─── Data for this exercise
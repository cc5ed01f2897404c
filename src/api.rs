use axum::{
    extract::{Path, Query, State},
    http::{HeaderMap, StatusCode},
    Json,
};
use serde::{Deserialize, Serialize};
use std::sync::Arc;
use tracing::info;

use crate::activity::{Action, LogEntry};
use crate::auth::AuthError;
use crate::error::ApiError;
use crate::registry::CreateRoomError;
use crate::room::RoomInfo;

// ---------------------------------------------------------------------------
// Request / Response DTOs
// ---------------------------------------------------------------------------

#[derive(Deserialize)]
pub struct CreateRoomRequest {
    pub id: String,
}

#[derive(Debug, Serialize)]
pub struct CreateRoomResponse {
    pub id: String,
    pub creator: String,
}

#[derive(Deserialize)]
pub struct Credentials {
    pub username: String,
    pub password: String,
}

#[derive(Debug, Serialize)]
pub struct UserResponse {
    pub username: String,
}

#[derive(Debug, Default, Deserialize)]
pub struct LogsQuery {
    pub limit: Option<String>,
}

const DEFAULT_LOG_LIMIT: usize = 50;

// ---------------------------------------------------------------------------
// POST /api/rooms — create a room owned by the caller
// ---------------------------------------------------------------------------

pub async fn create_room(
    State(state): State<Arc<crate::AppState>>,
    headers: HeaderMap,
    Json(body): Json<CreateRoomRequest>,
) -> Result<(StatusCode, Json<CreateRoomResponse>), ApiError> {
    let user = crate::auth::require_user(&headers, state.sfu.users().as_ref()).await?;

    let room_id = body.id.trim().to_string();
    if room_id.is_empty() {
        return Err(ApiError::bad_request("Room id must not be empty."));
    }

    match state.sfu.create_room(&room_id, &user) {
        Ok(()) => {}
        Err(CreateRoomError::Exists) => return Err(ApiError::room_exists(&room_id)),
        Err(CreateRoomError::LimitReached(max)) => return Err(ApiError::room_limit(max)),
    }

    Ok((
        StatusCode::CREATED,
        Json(CreateRoomResponse {
            id: room_id,
            creator: user,
        }),
    ))
}

// ---------------------------------------------------------------------------
// GET /api/rooms — list room ids
// ---------------------------------------------------------------------------

pub async fn list_rooms(
    State(state): State<Arc<crate::AppState>>,
    headers: HeaderMap,
) -> Result<Json<Vec<String>>, ApiError> {
    crate::auth::require_user(&headers, state.sfu.users().as_ref()).await?;

    let mut rooms = state.sfu.registry().list_rooms();
    rooms.sort();
    Ok(Json(rooms))
}

// ---------------------------------------------------------------------------
// GET /api/rooms/:room_id — room summary
// ---------------------------------------------------------------------------

pub async fn get_room(
    State(state): State<Arc<crate::AppState>>,
    Path(room_id): Path<String>,
    headers: HeaderMap,
) -> Result<Json<RoomInfo>, ApiError> {
    crate::auth::require_user(&headers, state.sfu.users().as_ref()).await?;

    let room = state
        .sfu
        .registry()
        .get_room(&room_id)
        .ok_or_else(|| ApiError::room_not_found(&room_id))?;

    Ok(Json(room.info()))
}

// ---------------------------------------------------------------------------
// DELETE /api/rooms/:room_id — idempotent
// ---------------------------------------------------------------------------

pub async fn delete_room(
    State(state): State<Arc<crate::AppState>>,
    Path(room_id): Path<String>,
    headers: HeaderMap,
) -> Result<StatusCode, ApiError> {
    let user = crate::auth::require_user(&headers, state.sfu.users().as_ref()).await?;

    if !state.sfu.delete_room(&room_id, &user) {
        info!(room_id = %room_id, user = %user, "delete of absent room ignored");
    }
    Ok(StatusCode::NO_CONTENT)
}

// ---------------------------------------------------------------------------
// POST /api/register, POST /api/login
// ---------------------------------------------------------------------------

pub async fn register(
    State(state): State<Arc<crate::AppState>>,
    Json(body): Json<Credentials>,
) -> Result<(StatusCode, Json<UserResponse>), ApiError> {
    state
        .sfu
        .users()
        .create_user(&body.username, &body.password)
        .await?;

    info!(username = %body.username, "user registered");
    state
        .sfu
        .activity()
        .record(&body.username, Action::Registration, "Account created");

    Ok((
        StatusCode::CREATED,
        Json(UserResponse {
            username: body.username,
        }),
    ))
}

pub async fn login(
    State(state): State<Arc<crate::AppState>>,
    Json(body): Json<Credentials>,
) -> Result<Json<UserResponse>, ApiError> {
    match state
        .sfu
        .users()
        .validate_user(&body.username, &body.password)
        .await
    {
        Ok(true) => {
            state
                .sfu
                .activity()
                .record(&body.username, Action::Login, "Logged in");
            Ok(Json(UserResponse {
                username: body.username,
            }))
        }
        Ok(false) => {
            state
                .sfu
                .activity()
                .record(&body.username, Action::LoginFailed, "Wrong password");
            Err(ApiError::credentials_invalid())
        }
        Err(AuthError::InvalidUsername) | Err(AuthError::InvalidPassword) => {
            Err(ApiError::credentials_invalid())
        }
        Err(e) => Err(e.into()),
    }
}

// ---------------------------------------------------------------------------
// GET /api/logs?limit=N — the caller's own activity
// ---------------------------------------------------------------------------

pub async fn user_logs(
    State(state): State<Arc<crate::AppState>>,
    headers: HeaderMap,
    Query(query): Query<LogsQuery>,
) -> Result<Json<Vec<LogEntry>>, ApiError> {
    let user = crate::auth::require_user(&headers, state.sfu.users().as_ref()).await?;

    let limit = match query.limit.as_deref() {
        None => DEFAULT_LOG_LIMIT,
        Some(raw) => raw
            .parse::<usize>()
            .ok()
            .filter(|n| *n > 0)
            .ok_or_else(|| ApiError::bad_request("limit must be a positive integer."))?,
    };

    let entries = state
        .sfu
        .activity()
        .log()
        .get_logs(&user, limit)
        .await
        .map_err(|e| ApiError::internal(e.to_string()))?;

    Ok(Json(entries))
}

// ---------------------------------------------------------------------------
// GET /health
// ---------------------------------------------------------------------------

pub async fn health(State(state): State<Arc<crate::AppState>>) -> Json<serde_json::Value> {
    Json(serde_json::json!({
        "status": "ok",
        "version": env!("CARGO_PKG_VERSION"),
        "rooms_active": state.sfu.registry().len(),
    }))
}

// ---------------------------------------------------------------------------
// Tests
// ---------------------------------------------------------------------------

#[cfg(test)]
mod tests {
    use super::*;
    use crate::activity::InMemoryActivityLog;
    use crate::auth::InMemoryUserStore;
    use crate::config::Config;
    use crate::events::EventBus;
    use crate::registry::InMemoryRegistry;
    use crate::relay::RelayConfig;
    use crate::sfu::Sfu;
    use crate::transport::fake::{wait_until_async, FakeTransport};
    use base64::engine::general_purpose::STANDARD;
    use base64::Engine;

    fn app_state(max_rooms: usize) -> Arc<crate::AppState> {
        let sfu = Sfu::new(
            Arc::new(InMemoryRegistry::new(max_rooms)),
            FakeTransport::new(),
            Arc::new(InMemoryUserStore::new()),
            Arc::new(InMemoryActivityLog::new()),
            EventBus::new(),
            RelayConfig::default(),
        );
        Arc::new(crate::AppState {
            sfu: Arc::new(sfu),
            config: Config {
                max_rooms,
                ..Config::default()
            },
        })
    }

    fn basic(user: &str, pass: &str) -> HeaderMap {
        let mut headers = HeaderMap::new();
        let token = STANDARD.encode(format!("{user}:{pass}"));
        headers.insert("authorization", format!("Basic {token}").parse().unwrap());
        headers
    }

    fn creds(user: &str, pass: &str) -> Json<Credentials> {
        Json(Credentials {
            username: user.into(),
            password: pass.into(),
        })
    }

    async fn registered(max_rooms: usize) -> Arc<crate::AppState> {
        let state = app_state(max_rooms);
        register(State(state.clone()), creds("alice", "secret"))
            .await
            .unwrap();
        state
    }

    fn room(id: &str) -> Json<CreateRoomRequest> {
        Json(CreateRoomRequest { id: id.into() })
    }

    #[tokio::test]
    async fn register_twice_conflicts() {
        let state = registered(10).await;
        let err = register(State(state.clone()), creds("alice", "other"))
            .await
            .unwrap_err();
        assert_eq!(err.status, StatusCode::CONFLICT);

        let err = register(State(state), creds("al", "secret"))
            .await
            .unwrap_err();
        assert_eq!(err.status, StatusCode::BAD_REQUEST);
    }

    #[tokio::test]
    async fn login_records_success_and_failure() {
        let state = registered(10).await;

        let err = login(State(state.clone()), creds("alice", "nope1"))
            .await
            .unwrap_err();
        assert_eq!(err.code, "credentials_invalid");
        login(State(state.clone()), creds("alice", "secret"))
            .await
            .unwrap();

        let log = Arc::clone(state.sfu.activity().log());
        wait_until_async(|| {
            let log = Arc::clone(&log);
            async move {
                let actions: Vec<Action> = log
                    .get_logs("alice", 10)
                    .await
                    .unwrap()
                    .iter()
                    .map(|e| e.action)
                    .collect();
                actions.len() == 3
                    && [Action::Registration, Action::LoginFailed, Action::Login]
                        .iter()
                        .all(|a| actions.contains(a))
            }
        })
        .await;
    }

    #[tokio::test]
    async fn room_crud() {
        let state = registered(10).await;
        let auth = basic("alice", "secret");

        let (status, Json(created)) = create_room(State(state.clone()), auth.clone(), room("r1"))
            .await
            .unwrap();
        assert_eq!(status, StatusCode::CREATED);
        assert_eq!(created.creator, "alice");

        let err = create_room(State(state.clone()), auth.clone(), room("r1"))
            .await
            .unwrap_err();
        assert_eq!(err.code, "room_exists");

        let Json(rooms) = list_rooms(State(state.clone()), auth.clone()).await.unwrap();
        assert_eq!(rooms, vec!["r1".to_string()]);

        let Json(info) = get_room(State(state.clone()), Path("r1".into()), auth.clone())
            .await
            .unwrap();
        assert_eq!(info.host.as_deref(), Some("alice"));
        assert!(info.peers.is_empty());

        for _ in 0..2 {
            let status = delete_room(State(state.clone()), Path("r1".into()), auth.clone())
                .await
                .unwrap();
            assert_eq!(status, StatusCode::NO_CONTENT);
        }
        let err = get_room(State(state), Path("r1".into()), auth)
            .await
            .unwrap_err();
        assert_eq!(err.status, StatusCode::NOT_FOUND);
    }

    #[tokio::test]
    async fn room_limit_is_a_conflict() {
        let state = registered(1).await;
        let auth = basic("alice", "secret");

        create_room(State(state.clone()), auth.clone(), room("r1"))
            .await
            .unwrap();
        let err = create_room(State(state), auth, room("r2")).await.unwrap_err();
        assert_eq!(err.code, "room_limit_reached");
        assert_eq!(err.status, StatusCode::CONFLICT);
    }

    #[tokio::test]
    async fn rooms_require_credentials() {
        let state = registered(10).await;
        let err = list_rooms(State(state.clone()), HeaderMap::new())
            .await
            .unwrap_err();
        assert_eq!(err.status, StatusCode::UNAUTHORIZED);

        let err = create_room(State(state), basic("alice", "wrong1"), room("r1"))
            .await
            .unwrap_err();
        assert_eq!(err.code, "credentials_invalid");
    }

    #[tokio::test]
    async fn logs_limit_must_be_positive() {
        let state = registered(10).await;
        let auth = basic("alice", "secret");

        for bad in ["0", "-3", "ten"] {
            let query = LogsQuery {
                limit: Some(bad.into()),
            };
            let err = user_logs(State(state.clone()), auth.clone(), Query(query))
                .await
                .unwrap_err();
            assert_eq!(err.status, StatusCode::BAD_REQUEST);
        }

        let log = Arc::clone(state.sfu.activity().log());
        wait_until_async(|| {
            let log = Arc::clone(&log);
            async move { !log.get_logs("alice", 1).await.unwrap().is_empty() }
        })
        .await;
        let Json(entries) = user_logs(State(state), auth, Query(LogsQuery::default()))
            .await
            .unwrap();
        assert_eq!(entries.len(), 1);
        assert_eq!(entries[0].action, Action::Registration);
    }
}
──────
# [Exercise directions]
Copy every line of the data above, beginning with the first and ending with the line that contains "use crate::room::RoomInfo;", and give nothing more.

# [Completed exercise]
repository cc5ed01f2897404c
filename src/api.rs
use axum::{
    extract::{Path, Query, State},
    http::{HeaderMap, StatusCode},
    Json,
};
use serde::{Deserialize, Serialize};
use std::sync::Arc;
use tracing::info;

use crate::activity::{Action, LogEntry};
use crate::auth::AuthError;
use crate::error::ApiError;
use crate::registry::CreateRoomError;
use crate::room::RoomInfo;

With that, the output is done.